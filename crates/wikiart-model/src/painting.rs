use serde::{Deserialize, Serialize};
use serde_json::{Map, Value};

/// A painting record, merged from the per-artist listing endpoint and the
/// per-painting detail endpoint.
///
/// The listing gives a summary record; [`Painting::merge_detail`] overlays
/// the detail response on top of it (detail fields win). Untyped fields are
/// kept in `extra` so persisted metadata loses nothing the API returned.
#[derive(Debug, Clone, Serialize, Deserialize)]
pub struct Painting {
    /// Unique numeric identifier for the painting.
    #[serde(rename = "contentId")]
    pub content_id: i64,
    #[serde(default, skip_serializing_if = "Option::is_none")]
    pub title: Option<String>,
    #[serde(default, skip_serializing_if = "Option::is_none")]
    pub style: Option<String>,
    #[serde(rename = "artistName", default, skip_serializing_if = "Option::is_none")]
    pub artist_name: Option<String>,
    #[serde(rename = "artistUrl", default, skip_serializing_if = "Option::is_none")]
    pub artist_url: Option<String>,
    /// Image URL as given by the API, usually carrying a `!<size>.jpg` suffix.
    #[serde(default, skip_serializing_if = "Option::is_none")]
    pub image: Option<String>,
    /// Remaining raw metadata fields.
    #[serde(flatten)]
    pub extra: Map<String, Value>,
}

/// All paintings belonging to one artist within a run.
pub type PaintingGroup = Vec<Painting>;

impl Painting {
    /// Overlay a detail record onto this summary record.
    ///
    /// Fields present in the detail response replace the summary values;
    /// fields the detail omits are left alone.
    pub fn merge_detail(&mut self, detail: Painting) {
        if detail.title.is_some() {
            self.title = detail.title;
        }
        if detail.style.is_some() {
            self.style = detail.style;
        }
        if detail.artist_name.is_some() {
            self.artist_name = detail.artist_name;
        }
        if detail.artist_url.is_some() {
            self.artist_url = detail.artist_url;
        }
        if detail.image.is_some() {
            self.image = detail.image;
        }
        for (key, value) in detail.extra {
            self.extra.insert(key, value);
        }
    }
}

#[cfg(test)]
mod tests {
    use super::*;

    fn summary() -> Painting {
        serde_json::from_str(
            r#"{
                "contentId": 1,
                "title": "Water Lilies",
                "artistName": "Claude Monet",
                "artistUrl": "claude-monet",
                "image": "http://x/img.jpg!Large.jpg",
                "year": "1906"
            }"#,
        )
        .unwrap()
    }

    #[test]
    fn test_merge_detail_overrides_and_augments() {
        let mut painting = summary();
        let detail: Painting = serde_json::from_str(
            r#"{
                "contentId": 1,
                "title": "Water Lilies",
                "style": "Impressionism",
                "image": "http://x/img-full.jpg!Large.jpg",
                "height": 400
            }"#,
        )
        .unwrap();

        painting.merge_detail(detail);

        assert_eq!(painting.style.as_deref(), Some("Impressionism"));
        assert_eq!(painting.image.as_deref(), Some("http://x/img-full.jpg!Large.jpg"));
        // Summary-only fields survive the merge
        assert_eq!(painting.artist_name.as_deref(), Some("Claude Monet"));
        assert_eq!(painting.extra["year"], "1906");
        assert_eq!(painting.extra["height"], 400);
    }

    #[test]
    fn test_merge_detail_keeps_summary_when_detail_silent() {
        let mut painting = summary();
        let detail: Painting = serde_json::from_str(r#"{"contentId": 1}"#).unwrap();

        painting.merge_detail(detail);

        assert_eq!(painting.title.as_deref(), Some("Water Lilies"));
        assert_eq!(painting.artist_url.as_deref(), Some("claude-monet"));
    }

    #[test]
    fn test_serialize_skips_absent_fields() {
        let painting: Painting = serde_json::from_str(r#"{"contentId": 7}"#).unwrap();
        let json = serde_json::to_string(&painting).unwrap();
        assert!(json.contains("\"contentId\":7"));
        assert!(!json.contains("title"));
        assert!(!json.contains("style"));
    }
}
#####
Work through the entries above line by line, counting each one that includes the word "year", and give the final number only.

- **Answer to this problem**: 2